SDXL-MARIUS-V18

Run full SDXL on 6 GB VRAM โ€” 22 GB model, streamed from disk in real time.

MARIUS-V18 uses a custom streaming architecture and a lattice-based vector quantization format (LZR2) to run Stable Diffusion XL on hardware that would normally be incompatible: GTX 1060 6GB, GTX 1660, RTX 2060.


Results at a glance

Standard SDXL MARIUS-V18
VRAM required ~12 GB ~6 GB
Disk size ~7 GB ~22 GB
Visual quality Standard Lossless
Compatible GPUs RTX 3060+ GTX 1060 6GB+
Runtime Standard Pure PyTorch

The trade-off is explicit: more disk space, much less VRAM. The full model lives on SSD/RAM; only the active layers are streamed to GPU at any given moment.


Hardware requirements

  • GPU: 6 GB+ VRAM (GTX 1060 6GB minimum)
  • RAM: 16 GB+ recommended
  • Storage: 25 GB free (SSD strongly recommended)

Installation

pip install torch diffusers transformers accelerate safetensors psutil numpy

Then download these two files to your working directory:

  • Marius_SDXL_V65_Universal.lzr2 (22 GB) โ€” do not rename
  • solvay_v65_loader.py (see below)

Usage

1. Create solvay_v65_loader.py

Click to expand loader code
import torch, struct, zlib, numpy as np, itertools, os, gc, sys, psutil
from diffusers import StableDiffusionXLPipeline

_ARTIFACT = "Marius_SDXL_V65_Universal.lzr2"
_BASE = "stabilityai/stable-diffusion-xl-base-1.0"

def _stat():
    process = psutil.Process(os.getpid())
    return process.memory_info().rss / (1024 ** 3)

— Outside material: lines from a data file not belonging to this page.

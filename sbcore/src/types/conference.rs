//! Conference rooms as announced by conference presence.
//!
//! A room is described by `<x/>` with `<subject/>`, `<options><item name
//! value/></options>` and `<members><item id role><jid/>|<extension/></item>
//! </members>`. Rooms are keyed by their bare address.

use crate::collection::{Entity, RawItem};
use crate::stanza::{Stanza, StanzaBuilder};
use indexmap::IndexMap;
use log::debug;
use serde::Serialize;

#[derive(Debug, Clone, Copy, PartialEq, Eq, Default, Serialize)]
pub enum AudioStatus {
    #[default]
    Disconnected,
    Invited,
    Connected,
    Muted,
}

impl AudioStatus {
    fn from_text(text: Option<&str>) -> Self {
        match text.map(str::trim) {
            Some("invited") => AudioStatus::Invited,
            Some("connected") => AudioStatus::Connected,
            Some("muted") => AudioStatus::Muted,
            Some("disconnected") | None => AudioStatus::Disconnected,
            Some(other) => {
                debug!(target: "Conferences", "Unknown audio status '{other}'");
                AudioStatus::Disconnected
            }
        }
    }
}

/// A participant's state inside one room.
#[derive(Debug, Clone, PartialEq, Eq, Default, Serialize)]
pub struct ConferencePresence {
    pub online: bool,
    pub show: Option<String>,
    pub audio: AudioStatus,
    pub audio_muted: bool,
    pub speaking: bool,
}

impl ConferencePresence {
    pub fn offline() -> Self {
        Self::default()
    }

    /// `<x><show/><online/><audio/><audio-mute/><speaking/></x>`
    pub fn from_stanza(x: &Stanza) -> Self {
        let flag = |tag: &str| x.get_optional_child(tag).is_some();
        Self {
            online: flag("online"),
            show: x
                .get_optional_child("show")
                .and_then(Stanza::text)
                .filter(|s| !s.is_empty())
                .map(str::to_string),
            audio: AudioStatus::from_text(x.get_optional_child("audio").and_then(Stanza::text)),
            audio_muted: flag("audio-mute"),
            speaking: flag("speaking"),
        }
    }

    pub fn is_away(&self) -> bool {
        self.show.as_deref() == Some("away")
    }

    pub fn is_dnd(&self) -> bool {
        self.show.as_deref() == Some("dnd")
    }

    pub fn is_audio_invited(&self) -> bool {
        self.audio == AudioStatus::Invited
    }

    pub fn is_audio_connected(&self) -> bool {
        matches!(self.audio, AudioStatus::Connected | AudioStatus::Muted)
    }
}

#[derive(Debug, Clone, PartialEq, Eq, Serialize)]
pub enum ParticipantContact {
    /// A colleague, by bare address.
    Colleague(String),
    /// An external number.
    Tel(String),
}

#[derive(Debug, Clone, PartialEq, Serialize)]
pub struct ConferenceParticipant {
    pub id: String,
    pub contact: Option<ParticipantContact>,
    pub role: String,
    pub presence: ConferencePresence,
}

impl ConferenceParticipant {
    pub fn colleague(id: impl Into<String>, jid: impl Into<String>) -> Self {
        Self::new(id, Some(ParticipantContact::Colleague(jid.into())))
    }

    pub fn tel(id: impl Into<String>, number: impl Into<String>) -> Self {
        Self::new(id, Some(ParticipantContact::Tel(number.into())))
    }

    fn new(id: impl Into<String>, contact: Option<ParticipantContact>) -> Self {
        Self {
            id: id.into(),
            contact,
            role: "participant".to_string(),
            presence: ConferencePresence::offline(),
        }
    }

    pub fn jid(&self) -> Option<&str> {
        match &self.contact {
            Some(ParticipantContact::Colleague(jid)) => Some(jid),
            _ => None,
        }
    }

    pub fn is_moderator(&self) -> bool {
        self.role == "moderator"
    }

    fn from_stanza(item: &Stanza) -> Self {
        let text_of = |tag: &str| {
            item.get_optional_child(tag)
                .and_then(Stanza::text)
                .filter(|t| !t.is_empty())
                .map(str::to_string)
        };
        let contact = text_of("jid")
            .map(ParticipantContact::Colleague)
            .or_else(|| text_of("extension").map(ParticipantContact::Tel));
        let id = item
            .attr("id")
            .filter(|id| !id.is_empty())
            .map(str::to_string)
            .unwrap_or_else(|| (rand::random::<u32>() % 10_000_000 + 1).to_string());
        Self {
            id,
            contact,
            role: item.attr("role").unwrap_or("participant").to_string(),
            presence: ConferencePresence::offline(),
        }
    }

    /// `<item id role="participant"><jid/>|<extension/></item>` as sent in a
    /// room definition.
    pub fn to_member_stanza(&self) -> Stanza {
        let item = StanzaBuilder::new("item")
            .attr("id", self.id.as_str())
            .attr("role", "participant");
        match &self.contact {
            Some(ParticipantContact::Colleague(jid)) => item
                .child(StanzaBuilder::new("jid").text(jid.as_str()).build())
                .build(),
            Some(ParticipantContact::Tel(number)) => item
                .child(StanzaBuilder::new("extension").text(number.as_str()).build())
                .build(),
            None => item.build(),
        }
    }
}

#[derive(Debug, Clone, PartialEq, Default)]
pub struct RawConference {
    pub jid: Option<String>,
    pub subject: Option<String>,
    pub members: Vec<ConferenceParticipant>,
    pub options: IndexMap<String, String>,
}

impl RawItem for RawConference {
    const KIND: &'static str = "conference";

    fn id(&self) -> Option<&str> {
        self.jid.as_deref()
    }
}

impl RawConference {
    pub fn from_stanza(jid: &str, node: &Stanza) -> Self {
        let options = node
            .get_optional_child("options")
            .map(|options| {
                options
                    .descendants("item")
                    .into_iter()
                    .filter_map(|item| {
                        Some((item.attr("name")?.to_string(), item.attr("value")?.to_string()))
                    })
                    .collect()
            })
            .unwrap_or_default();
        let members = node
            .get_optional_child("members")
            .map(|members| {
                members
                    .descendants("item")
                    .into_iter()
                    .map(ConferenceParticipant::from_stanza)
                    .collect()
            })
            .unwrap_or_default();
        Self {
            jid: Some(jid.to_string()),
            subject: node
                .get_optional_child("subject")
                .and_then(Stanza::text)
                .map(str::to_string),
            members,
            options,
        }
    }
}

#[derive(Debug, Clone, PartialEq, Serialize)]
pub struct Conference {
    /// Local part of the room address.
    pub id: String,
    pub jid: String,
    /// Dialable number: the digits right before the `@`.
    pub extension: String,
    pub subject: String,
    pub participants: Vec<ConferenceParticipant>,
    pub options: IndexMap<String, String>,
}

impl Conference {
    pub fn name(&self) -> String {
        format!("{} <{}>", self.subject, self.extension)
    }

    pub fn participant(&self, id: &str) -> Option<&ConferenceParticipant> {
        self.participants.iter().find(|p| p.id == id)
    }

    pub fn participant_mut(&mut self, id: &str) -> Option<&mut ConferenceParticipant> {
        self.participants.iter_mut().find(|p| p.id == id)
    }

    pub fn participant_by_jid(&self, jid: &str) -> Option<&ConferenceParticipant> {
        self.participants.iter().find(|p| p.jid() == Some(jid))
    }

    /// We may moderate this room.
    pub fn is_moderator(&self) -> bool {
        self.option("role") == Some("moderator")
    }

    pub fn is_moderator_strategy(&self) -> bool {
        self.option("strategy") == Some("moderator")
    }

    pub fn option(&self, name: &str) -> Option<&str> {
        self.options.get(name).map(String::as_str)
    }

    /// Marks every participant offline, returning them.
    pub fn reset_presence(&mut self) -> Vec<ConferenceParticipant> {
        self.participants
            .iter_mut()
            .map(|participant| {
                participant.presence = ConferencePresence::offline();
                participant.clone()
            })
            .collect()
    }
}

fn extension_of(jid: &str) -> String {
    let local = jid.split('@').next().unwrap_or_default();
    let digits = local
        .char_indices()
        .rev()
        .take_while(|(_, c)| c.is_ascii_digit())
        .last()
        .map(|(index, _)| &local[index..])
        .unwrap_or_default();
    digits.to_string()
}

impl Entity for Conference {
    type Raw = RawConference;

    fn id(&self) -> &str {
        &self.jid
    }

    fn from_raw(raw: RawConference) -> Self {
        let jid = raw.jid.unwrap_or_default();
        Self {
            id: jid.split_once('@').map(|(id, _)| id).unwrap_or_default().to_string(),
            extension: extension_of(&jid),
            subject: raw.subject.unwrap_or_else(|| "unknown".to_string()),
            participants: raw.members,
            options: raw.options,
            jid,
        }
    }

    /// Replaces the room definition. Participants that remain keep the
    /// presence last reported for them.
    fn update_from_raw(&mut self, raw: RawConference) {
        let mut members = raw.members;
        for member in &mut members {
            if let Some(previous) = self.participant(&member.id) {
                member.presence = previous.presence.clone();
            }
        }
        self.subject = raw.subject.unwrap_or_else(|| "unknown".to_string());
        self.participants = members;
        self.options = raw.options;
    }
}

#[cfg(test)]
mod tests {
    use super::*;

    fn room() -> Stanza {
        StanzaBuilder::new("x")
            .child(StanzaBuilder::new("subject").text("Standup").build())
            .child(
                StanzaBuilder::new("options")
                    .child(
                        StanzaBuilder::new("item")
                            .attr("name", "role")
                            .attr("value", "moderator")
                            .build(),
                    )
                    .build(),
            )
            .child(
                StanzaBuilder::new("members")
                    .child(
                        StanzaBuilder::new("item")
                            .attr("id", "p1")
                            .attr("role", "moderator")
                            .child(StanzaBuilder::new("jid").text("201@pbx.local").build())
                            .build(),
                    )
                    .child(
                        StanzaBuilder::new("item")
                            .attr("id", "p2")
                            .child(StanzaBuilder::new("extension").text("+380634664426").build())
                            .build(),
                    )
                    .build(),
            )
            .build()
    }

    #[test]
    fn test_parse_room() {
        let raw = RawConference::from_stanza("conf-7001@conference.pbx.local", &room());
        let conference = Conference::from_raw(raw);
        assert_eq!(conference.id, "conf-7001");
        assert_eq!(conference.extension, "7001");
        assert_eq!(conference.name(), "Standup <7001>");
        assert!(conference.is_moderator());
        assert!(!conference.is_moderator_strategy());

        let p1 = conference.participant("p1").unwrap();
        assert!(p1.is_moderator());
        assert_eq!(p1.jid(), Some("201@pbx.local"));
        let p2 = conference.participant("p2").unwrap();
        assert_eq!(p2.contact, Some(ParticipantContact::Tel("+380634664426".into())));
        assert_eq!(p2.role, "participant");
        assert_eq!(conference.participant_by_jid("201@pbx.local").unwrap().id, "p1");
    }

    #[test]
    fn test_update_keeps_presence_of_remaining_participants() {
        let jid = "7001@conference.pbx.local";
        let mut conference = Conference::from_raw(RawConference::from_stanza(jid, &room()));
        conference.participant_mut("p1").unwrap().presence.online = true;

        let renamed = StanzaBuilder::new("x")
            .child(StanzaBuilder::new("subject").text("Retro").build())
            .child(
                StanzaBuilder::new("members")
                    .child(
                        StanzaBuilder::new("item")
                            .attr("id", "p1")
                            .child(StanzaBuilder::new("jid").text("201@pbx.local").build())
                            .build(),
                    )
                    .build(),
            )
            .build();
        conference.update_from_raw(RawConference::from_stanza(jid, &renamed));

        assert_eq!(conference.subject, "Retro");
        assert_eq!(conference.participants.len(), 1);
        assert!(conference.participant("p1").unwrap().presence.online);
        assert!(conference.options.is_empty());
    }

    #[test]
    fn test_presence_flags() {
        let x = StanzaBuilder::new("x")
            .child(StanzaBuilder::new("online").build())
            .child(StanzaBuilder::new("show").text("dnd").build())
            .child(StanzaBuilder::new("audio").text("muted").build())
            .child(StanzaBuilder::new("speaking").build())
            .build();
        let presence = ConferencePresence::from_stanza(&x);
        assert!(presence.online);
        assert!(presence.is_dnd());
        assert!(presence.is_audio_connected());
        assert!(!presence.audio_muted);
        assert!(presence.speaking);
        assert_eq!(ConferencePresence::offline().audio, AudioStatus::Disconnected);
    }
}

def inject_solvay(path, pipe):
    if not os.path.exists(path):
        raise FileNotFoundError(f"Missing artifact: {path}")
    print("Initializing streaming engine...")

    _opts, u = {}, pipe.unet
    _g_v = lambda d: np.array(list(itertools.product([-1, 0, 1], repeat=d)), dtype=np.float32)
    idx = 0

    with open(path, "rb") as f:
        if f.read(4) != b"LZR2":
            raise ValueError("Invalid signature")

        while True:
            lkb = f.read(4)
            if not lkb: break

            key = f.read(struct.unpack('I', lkb)[0]).decode('utf-8')
            ls = struct.unpack('I', f.read(4))[0]
            sh = [struct.unpack('I', f.read(4))[0] for _ in range(ls)]
            tf = struct.unpack('B', f.read(1))[0]
            _w = None

            if tf == 1:
                dp, C = struct.unpack('I', f.read(4))[0], sh[0]
                _a = np.frombuffer(f.read(C*dp*4), dtype=np.float32).reshape(C, dp)
                _mn = np.frombuffer(f.read(C*4), dtype=np.float32)
                _sc = np.frombuffer(f.read(C*4), dtype=np.float32)
                lz = struct.unpack('I', f.read(4))[0]
                _ix_flat = np.frombuffer(zlib.decompress(f.read(lz)), dtype=np.uint16)
                n_blocks = _ix_flat.size // C
                _ix = _ix_flat.reshape(C, n_blocks)
                no = struct.unpack('I', f.read(4))[0]
                N_feat = int(np.prod(sh[1:])) if len(sh) > 1 else 1

                if dp not in _opts:
                    _opts[dp] = _g_v(dp)
                rc = _opts[dp][_ix].reshape(C, -1) if n_blocks > 0 else np.zeros((C, 0), dtype=np.float32)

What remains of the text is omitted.